Download or read book Timothy Matlack Scribe of the Declaration of Independence written by Chris Coelho and published by McFarland. This book was released on 2013-06-25 with total page 231 pages. Available in PDF, EPUB and Kindle. Book excerpt: On July 4, 1776, the Declaration of Independence was read aloud to a crowd gathered outside the Pennsylvania State House. It was engrossed on vellum later in the month, and delegates began signing the finely penned document in early August. The man who read the Declaration and later embossed it--the man with perhaps the most famous penmanship in American history--was Timothy Matlack, a Philadelphia beer bottler who strongly believed in the American cause. A disowned Quaker and the grandson of an indentured servant, he rose from obscurity to become a delegate to Congress. He led a militia battalion at Princeton during the Revolutionary War; his unflagging dedication earned him the admiration of men like Thomas Jefferson and Richard Henry Lee. Also in 1776 Matlack and his radical allies drafted the Pennsylvania Constitution, which has been described as the most democratic in America. This biography is a full account of an American patriot.
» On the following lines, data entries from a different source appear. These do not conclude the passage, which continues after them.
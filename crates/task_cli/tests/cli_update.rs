use std::path::{Path, PathBuf};
use std::process::{Command, Output};
use std::time::{SystemTime, UNIX_EPOCH};

fn temp_path(file_name: &str) -> PathBuf {
    let nanos = SystemTime::now()
        .duration_since(UNIX_EPOCH)
        .unwrap()
        .as_nanos();
    std::env::temp_dir().join(format!("task-cli-{nanos}-{file_name}"))
}

fn run(store_path: &Path, args: &[&str]) -> Output {
    let exe = env!("CARGO_BIN_EXE_task");
    Command::new(exe)
        .args(args)
        .env("TASK_CLI_STORE_PATH", store_path)
        .env("TASK_CLI_CONFIG_PATH", temp_path("cli-update-config.json"))
        .env("NO_COLOR", "1")
        .output()
        .expect("failed to run task")
}

fn stored_task(store_path: &Path, index: usize) -> serde_json::Value {
    let content = std::fs::read_to_string(store_path).expect("store written");
    let tasks: serde_json::Value = serde_json::from_str(&content).expect("valid store");
    tasks[index].clone()
}

#[test]
fn update_changes_title_priority_and_completion() {
    let store_path = temp_path("cli-update.json");
    assert!(run(&store_path, &["add", "draft"]).status.success());

    let output = run(
        &store_path,
        &["update", "1", "--title", "final", "--priority", "high", "--done"],
    );
    let task = stored_task(&store_path, 0);

    assert!(output.status.success());
    let stdout = String::from_utf8_lossy(&output.stdout);
    assert!(stdout.contains("Task 1 updated successfully"));
    assert_eq!(task["title"], "final");
    assert_eq!(task["priority"], 2);
    assert_eq!(task["done"], true);
    assert!(task["completed_at"].is_string());

    let output = run(&store_path, &["update", "1", "--undone"]);
    let task = stored_task(&store_path, 0);
    std::fs::remove_file(&store_path).ok();

    assert!(output.status.success());
    assert_eq!(task["done"], false);
    assert!(task["completed_at"].is_null());
    assert_eq!(task["title"], "final");
}

#[test]
fn update_without_done_flag_keeps_completion() {
    let store_path = temp_path("cli-update-keep.json");
    assert!(run(&store_path, &["add", "draft"]).status.success());
    assert!(run(&store_path, &["update", "1", "--done"]).status.success());

    let output = run(&store_path, &["update", "1", "--title", "renamed"]);
    let task = stored_task(&store_path, 0);
    std::fs::remove_file(&store_path).ok();

    assert!(output.status.success());
    assert_eq!(task["done"], true);
    assert_eq!(task["title"], "renamed");
}

#[test]
fn update_sets_and_removes_dates() {
    let store_path = temp_path("cli-update-dates.json");
    assert!(run(&store_path, &["add", "trip"]).status.success());

    let output = run(
        &store_path,
        &["update", "1", "--due", "2099-05-01 10:00", "--reminder", "2099-04-30 10:00"],
    );
    assert!(output.status.success());
    let task = stored_task(&store_path, 0);
    assert!(task["due_date"].is_string());
    assert!(task["reminder"].is_string());

    let output = run(
        &store_path,
        &["update", "1", "--due", "2099-04-01 10:00", "--reminder", "2099-03-31 10:00"],
    );
    assert!(output.status.success());

    let output = run(&store_path, &["update", "1", "--remove-due", "--remove-reminder"]);
    let task = stored_task(&store_path, 0);
    std::fs::remove_file(&store_path).ok();

    assert!(output.status.success());
    assert!(task.get("due_date").is_none());
    assert!(task.get("reminder").is_none());
}

#[test]
fn update_rejects_reminder_after_due_date_and_keeps_store() {
    let store_path = temp_path("cli-update-order.json");
    assert!(run(&store_path, &["add", "trip", "--due", "2099-05-01 10:00"]).status.success());

    let output = run(
        &store_path,
        &["update", "1", "--title", "changed", "--reminder", "2099-05-02 10:00"],
    );
    let task = stored_task(&store_path, 0);
    std::fs::remove_file(&store_path).ok();

    assert!(!output.status.success());
    let stderr = String::from_utf8_lossy(&output.stderr);
    assert!(stderr.contains("ERROR: invalid_time_order"));
    assert_eq!(task["title"], "trip");
    assert!(task.get("reminder").is_none());
}

#[test]
fn update_unknown_id_is_not_found() {
    let store_path = temp_path("cli-update-missing.json");

    let output = run(&store_path, &["update", "42", "--done"]);

    assert!(!output.status.success());
    let stderr = String::from_utf8_lossy(&output.stderr);
    assert!(stderr.contains("ERROR: not_found - task with ID 42 not found"));
}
Download or read book French Immigrants and Pioneers in the Making of America written by Marie-Pierre Le Hir and published by McFarland. This book was released on 2022-03-08 with total page 299 pages. Available in PDF, EPUB and Kindle. Book excerpt: Americans have long had a rich if complicated relationship with France. They adore all things French, especially food and fashion. They visit the country and learn the language. Historically, Americans have also been quick to blame France at certain times of international crisis, and find fault with their handling of domestic issues. Despite ups and downs, the friendship between the countries remains very strong. The author explains the strength of Franco-American relations lies in the diplomatic ties that extend back to the founding of the United States, but more importantly, in the French DNA that is imprinted on American culture. The French were the first Europeans to settle the regions now known as Florida, Illinois, Minnesota, Iowa, Wisconsin, Missouri, Kansas and Arkansas--and Frenchman remained in Louisiana after the land was purchased by the United States. This book explores the effects that France has had on American culture, and why modern Americans of French descent are so fascinated by their ancestry.